We are experiencing timeout issue when connecting to Google Sheets, specifically using googleapiclient. The code has been working, but after some new deployment, we start getting this error. Even we roll back the changes, this error still persists.
We setup airflow running on MWAA Airflow 2.6.3, and build dependencies with python WHL file. We tried installing requirements from Python Package Index but it got timeout error WARNING: requirements.txt installation timed out after 9 minutes. Some requirements may not have installed.
and DAGs are broken.
Airflow is able to connect to other 3rd party services (Jira, other services, etc.), but DAGs connecting to Google Sheet API are having issues.
Please share any solution or possible place we can look to resolve the issue. Thanks.
Code Snippet
from googleapiclient.discovery import build
service = getattr(build(
serviceName='sheets',
version='v4',
credentials=<credentials>), spreadsheets)()
service.get(spreadsheetId=<spreadsheet_id>).execute()
And we get following stack trace
Traceback (most recent call last):
File "/usr/local/airflow/dags/common/spreadsheet.py", line 199, in get_spreadsheet
return service.get(spreadsheetId=self._id).execute()
File "/usr/local/airflow/.local/lib/python3.10/site-packages/googleapiclient/_helpers.py", line 130, in positional_wrapper
return wrapped(*args, **kwargs)
File "/usr/local/airflow/.local/lib/python3.10/site-packages/googleapiclient/http.py", line 923, in execute
resp, content = _retry_request(
File "/usr/local/airflow/.local/lib/python3.10/site-packages/googleapiclient/http.py", line 222, in _retry_request
raise exception
File "/usr/local/airflow/.local/lib/python3.10/site-packages/googleapiclient/http.py", line 191, in _retry_request
resp, content = http.request(uri, method, *args, **kwargs)
File "/usr/local/airflow/.local/lib/python3.10/site-packages/google_auth_httplib2.py", line 209, in request
self.credentials.before_request(self._request, method, uri, request_headers)

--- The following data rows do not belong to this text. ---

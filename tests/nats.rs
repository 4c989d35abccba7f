use std::convert::Infallible;
use std::net::SocketAddr;
use std::sync::Arc;
use std::sync::atomic::{AtomicUsize, Ordering};
use std::time::{Duration, Instant};

use bytes::Bytes;
use event::{FieldValue, Metric, tags};
use framework::{Accumulator, MemoryAccumulator};
use http_body_util::Full;
use hyper::body::Incoming;
use hyper::service::service_fn;
use hyper::{Request, Response, StatusCode};
use natscope::sources::nats::{Config, Nats};
use pretty_assertions::assert_eq;

const SAMPLE: &str = include_str!("fixtures/varz.json");

fn varz_response(content_type: &str, status: StatusCode, body: &'static str) -> Response<Full<Bytes>> {
    let mut resp = testify::http::with_content_type(content_type, body);
    *resp.status_mut() = status;
    resp
}

/// Serves `body` on `/varz` only.
async fn varz_server(content_type: &'static str, status: StatusCode, body: &'static str) -> SocketAddr {
    testify::http::serve(service_fn(move |req: Request<Incoming>| async move {
        if req.uri().path() != "/varz" {
            return Ok::<_, Infallible>(testify::http::not_found());
        }

        Ok(varz_response(content_type, status, body))
    }))
    .await
}

async fn sample_server() -> SocketAddr {
    varz_server("application/json", StatusCode::OK, SAMPLE).await
}

fn nats(urls: impl IntoIterator<Item = String>) -> Nats {
    Nats::new(Config {
        urls: urls.into_iter().collect(),
        ..Default::default()
    })
}

async fn gather(nats: &mut Nats) -> (Vec<Metric>, Vec<String>) {
    let acc = Arc::new(MemoryAccumulator::default());
    nats.gather(&acc).await.unwrap();

    let (mut metrics, mut errors) = acc.take();
    metrics.sort_by(|a, b| a.tags().cmp(b.tags()));
    errors.sort();

    (metrics, errors)
}

fn integer_fields(metric: &Metric) -> Vec<(&str, i64)> {
    metric
        .fields()
        .iter()
        .map(|(k, v)| (k.as_str(), v.as_i64()))
        .collect()
}

#[tokio::test]
async fn sample_varz() {
    let addr = sample_server().await;
    let mut nats = nats([format!("http://127.0.0.1:{}", addr.port())]);

    let (metrics, errors) = gather(&mut nats).await;

    assert!(errors.is_empty(), "{errors:?}");
    assert_eq!(metrics.len(), 1);

    let metric = &metrics[0];
    assert_eq!(metric.name(), "nats");
    assert_eq!(
        metric.tags(),
        &tags!(
            "server" => "127.0.0.1",
            "port" => addr.port().to_string(),
        )
    );
    assert_eq!(
        integer_fields(metric),
        [
            ("connections", 2),
            ("in_bytes", 0),
            ("in_messages", 0),
            ("memory", 6193152),
            ("out_bytes", 0),
            ("out_messages", 0),
            ("remotes", 0),
            ("routes", 0),
            ("slow_consumers", 0),
            ("subscriptions", 25),
            ("total_connections", 2),
            ("used_cpu", 0),
        ]
    );
}

#[tokio::test]
async fn trailing_slash() {
    let addr = sample_server().await;
    let mut nats = nats([format!("http://{addr}/")]);

    let (metrics, errors) = gather(&mut nats).await;

    assert!(errors.is_empty(), "{errors:?}");
    assert_eq!(metrics.len(), 1);
    assert_eq!(metrics[0].field("connections"), Some(&FieldValue::Integer(2)));
}

#[tokio::test]
async fn invalid_urls_are_skipped() {
    let addr = sample_server().await;
    let mut nats = nats([
        "not a url".to_string(),
        format!("http://{addr}"),
        "localhost:8222".to_string(),
    ]);

    let (metrics, errors) = gather(&mut nats).await;

    assert_eq!(metrics.len(), 1);
    assert_eq!(metrics[0].tag("port"), Some(addr.port().to_string().as_str()));
    assert_eq!(
        errors,
        [
            "Unable to parse address 'localhost:8222': missing scheme",
            "Unable to parse address 'not a url': invalid uri character",
        ]
    );
}

#[tokio::test]
async fn failed_status_is_isolated() {
    let ok = sample_server().await;
    let failed = varz_server(
        "application/json",
        StatusCode::INTERNAL_SERVER_ERROR,
        r#"{"error": "boom"}"#,
    )
    .await;

    let mut nats = nats([format!("http://{failed}"), format!("http://{ok}")]);

    let (metrics, errors) = gather(&mut nats).await;

    assert_eq!(metrics.len(), 1);
    assert_eq!(metrics[0].tag("port"), Some(ok.port().to_string().as_str()));
    assert_eq!(
        errors,
        [format!(
            "http://{failed} returned HTTP status 500 Internal Server Error"
        )]
    );
}

#[tokio::test]
async fn not_found() {
    // no `/varz` under this prefix
    let addr = sample_server().await;
    let mut nats = nats([format!("http://{addr}/nats")]);

    let (metrics, errors) = gather(&mut nats).await;

    assert!(metrics.is_empty());
    assert_eq!(
        errors,
        [format!("http://{addr}/nats returned HTTP status 404 Not Found")]
    );
}

#[tokio::test]
async fn unexpected_content_type() {
    let html = varz_server("text/html", StatusCode::OK, "<html></html>").await;
    let json = varz_server("application/json; charset=utf-8", StatusCode::OK, SAMPLE).await;

    let mut nats = nats([format!("http://{html}"), format!("http://{json}")]);

    let (metrics, errors) = gather(&mut nats).await;

    assert_eq!(metrics.len(), 1);
    assert_eq!(metrics[0].tag("port"), Some(json.port().to_string().as_str()));
    assert_eq!(
        errors,
        [format!("http://{html} returned unexpected content type text/html")]
    );
}

#[tokio::test]
async fn malformed_json() {
    let addr = varz_server("application/json", StatusCode::OK, r#"{"connections": 2"#).await;
    let mut nats = nats([format!("http://{addr}")]);

    let (metrics, errors) = gather(&mut nats).await;

    assert!(metrics.is_empty());
    assert_eq!(errors, ["Error while decoding JSON response"]);
}

#[tokio::test]
async fn unreachable() {
    let port = testify::pick_unused_local_port();
    let mut nats = nats([format!("http://127.0.0.1:{port}")]);

    let (metrics, errors) = gather(&mut nats).await;

    assert!(metrics.is_empty());
    assert_eq!(errors.len(), 1);
    assert!(
        errors[0].starts_with(&format!(
            "error making HTTP request to http://127.0.0.1:{port}: "
        )),
        "{}",
        errors[0]
    );
}

#[tokio::test]
async fn slow_endpoint_times_out() {
    let slow = testify::http::serve(service_fn(|_req: Request<Incoming>| async move {
        tokio::time::sleep(Duration::from_secs(4)).await;
        Ok::<_, Infallible>(varz_response("application/json", StatusCode::OK, SAMPLE))
    }))
    .await;
    let fast = sample_server().await;

    let mut nats = Nats::new(Config {
        urls: vec![format!("http://{slow}"), format!("http://{fast}")],
        response_timeout: Duration::from_secs(1),
    });

    let (metrics, errors) = gather(&mut nats).await;

    assert_eq!(metrics.len(), 1);
    assert_eq!(metrics[0].tag("port"), Some(fast.port().to_string().as_str()));
    assert_eq!(
        errors,
        [format!(
            "error making HTTP request to http://{slow}: timeout exceeded after 1s"
        )]
    );
}

#[tokio::test]
async fn client_reused_between_cycles() {
    let requests = Arc::new(AtomicUsize::new(0));
    let (addr, connections) = {
        let requests = Arc::clone(&requests);
        testify::http::serve_counted(service_fn(move |_req: Request<Incoming>| {
            requests.fetch_add(1, Ordering::SeqCst);
            async move {
                Ok::<_, Infallible>(varz_response("application/json", StatusCode::OK, SAMPLE))
            }
        }))
        .await
    };

    let mut nats = nats([format!("http://{addr}")]);
    for _ in 0..3 {
        let (metrics, errors) = gather(&mut nats).await;

        assert!(errors.is_empty(), "{errors:?}");
        assert_eq!(metrics.len(), 1);

        // let the connection go back to the idle pool
        tokio::time::sleep(Duration::from_millis(50)).await;
    }

    assert_eq!(requests.load(Ordering::SeqCst), 3);
    assert_eq!(connections.load(Ordering::SeqCst), 1);
}

#[tokio::test]
async fn endpoints_are_fetched_concurrently() {
    const ENDPOINTS: usize = 4;
    const DELAY: Duration = Duration::from_millis(500);

    let mut urls = Vec::with_capacity(ENDPOINTS);
    for _ in 0..ENDPOINTS {
        let addr = testify::http::serve(service_fn(|_req: Request<Incoming>| async move {
            tokio::time::sleep(DELAY).await;
            Ok::<_, Infallible>(varz_response("application/json", StatusCode::OK, SAMPLE))
        }))
        .await;

        urls.push(format!("http://{addr}"));
    }

    let mut nats = nats(urls);
    let start = Instant::now();
    let (metrics, errors) = gather(&mut nats).await;
    let elapsed = start.elapsed();

    assert!(errors.is_empty(), "{errors:?}");
    assert_eq!(metrics.len(), ENDPOINTS);
    assert!(elapsed >= DELAY, "{elapsed:?}");
    assert!(elapsed < DELAY * 3, "{elapsed:?}");
}

/// Records errors but panics on every metric.
#[derive(Default)]
struct PanickingAccumulator {
    inner: MemoryAccumulator,
}

impl Accumulator for PanickingAccumulator {
    fn add_metric(&self, _metric: Metric) {
        panic!("add metric");
    }

    fn add_error(&self, err: framework::Error) {
        self.inner.add_error(err);
    }
}

#[tokio::test]
async fn panicking_task_is_reported() {
    let addr = sample_server().await;
    let mut nats = nats([format!("http://{addr}")]);

    let acc = Arc::new(PanickingAccumulator::default());
    nats.gather(&acc).await.unwrap();

    let errors = acc.inner.errors();
    assert_eq!(errors.len(), 1, "{errors:?}");
    assert!(
        errors[0].starts_with(&format!("gather task of http://{addr} failed, ")),
        "{}",
        errors[0]
    );
    assert!(errors[0].contains("panicked"), "{}", errors[0]);
    assert!(acc.inner.metrics().is_empty());
}

#[tokio::test]
async fn missing_content_type() {
    let addr = testify::http::serve(service_fn(|_req: Request<Incoming>| async move {
        Ok::<_, Infallible>(Response::new(Full::new(Bytes::from_static(SAMPLE.as_bytes()))))
    }))
    .await;
    let mut nats = nats([format!("http://{addr}")]);

    let (metrics, errors) = gather(&mut nats).await;

    assert!(metrics.is_empty());
    assert_eq!(
        errors,
        [format!("http://{addr} returned unexpected content type ")]
    );
}

#[tokio::test]
async fn oversized_body() {
    let addr = testify::http::serve(service_fn(|_req: Request<Incoming>| async move {
        let mut body = br#"{"connections": 2, "padding": ""#.to_vec();
        body.resize(body.len() + 2 * 1024 * 1024, b'x');
        body.extend_from_slice(br#""}"#);

        Ok::<_, Infallible>(testify::http::with_content_type("application/json", body))
    }))
    .await;
    let mut nats = nats([format!("http://{addr}")]);

    let (metrics, errors) = gather(&mut nats).await;

    assert!(metrics.is_empty());
    assert_eq!(
        errors,
        [format!(
            "error making HTTP request to http://{addr}: response body exceeds 1048576 bytes"
        )]
    );
}
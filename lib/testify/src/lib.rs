pub mod http;
mod portpicker;

// re-export
pub use portpicker::{pick_unused_local_port, pick_unused_port};
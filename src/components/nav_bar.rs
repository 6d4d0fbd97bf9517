use leptos::prelude::*;

use crate::components::connection_status::ConnectionStatus;

#[component]
pub fn NavBar() -> impl IntoView {
    view! {
        <header class="nav-bar">
            <div class="nav-brand">
                <h1 class="nav-title">"QA Analyzer"</h1>
                <p class="nav-subtitle">"Chat Transcript Quality Scoring"</p>
            </div>
            <nav>
                <ul class="nav-list">
                    <li class="nav-item">
                        <a href="/" class="nav-link">"Dashboard"</a>
                    </li>
                    <li class="nav-item">
                        <a href="/analyze" class="nav-link">"Analyze"</a>
                    </li>
                    <li class="nav-item">
                        <a href="/history" class="nav-link">"History"</a>
                    </li>
                </ul>
            </nav>
            <ConnectionStatus />
        </header>
    }
}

File "/usr/local/airflow/.local/lib/python3.10/site-packages/google/auth/credentials.py", line 151, in before_request
self.refresh(request)
File "/usr/local/airflow/.local/lib/python3.10/site-packages/google/oauth2/service_account.py", line 434, in refresh
access_token, expiry, _ = _client.jwt_grant(
File "/usr/local/airflow/.local/lib/python3.10/site-packages/google/oauth2/_client.py", line 312, in jwt_grant
response_data = _token_endpoint_request(
File "/usr/local/airflow/.local/lib/python3.10/site-packages/google/oauth2/_client.py", line 272, in _token_endpoint_request
response_status_ok, response_data, retryable_error = _token_endpoint_request_no_throw(
File "/usr/local/airflow/.local/lib/python3.10/site-packages/google/oauth2/_client.py", line 219, in _token_endpoint_request_no_throw
request_succeeded, response_data, retryable_error = _perform_request()
File "/usr/local/airflow/.local/lib/python3.10/site-packages/google/oauth2/_client.py", line 195, in _perform_request
response = request(
File "/usr/local/airflow/.local/lib/python3.10/site-packages/google_auth_httplib2.py", line 119, in __call__
response, data = self.http.request(
File "/usr/local/airflow/.local/lib/python3.10/site-packages/httplib2/__init__.py", line 1724, in request
(response, content) = self._request(
File "/usr/local/airflow/.local/lib/python3.10/site-packages/httplib2/__init__.py", line 1444, in _request
(response, content) = self._conn_request(conn, request_uri, method, body, headers)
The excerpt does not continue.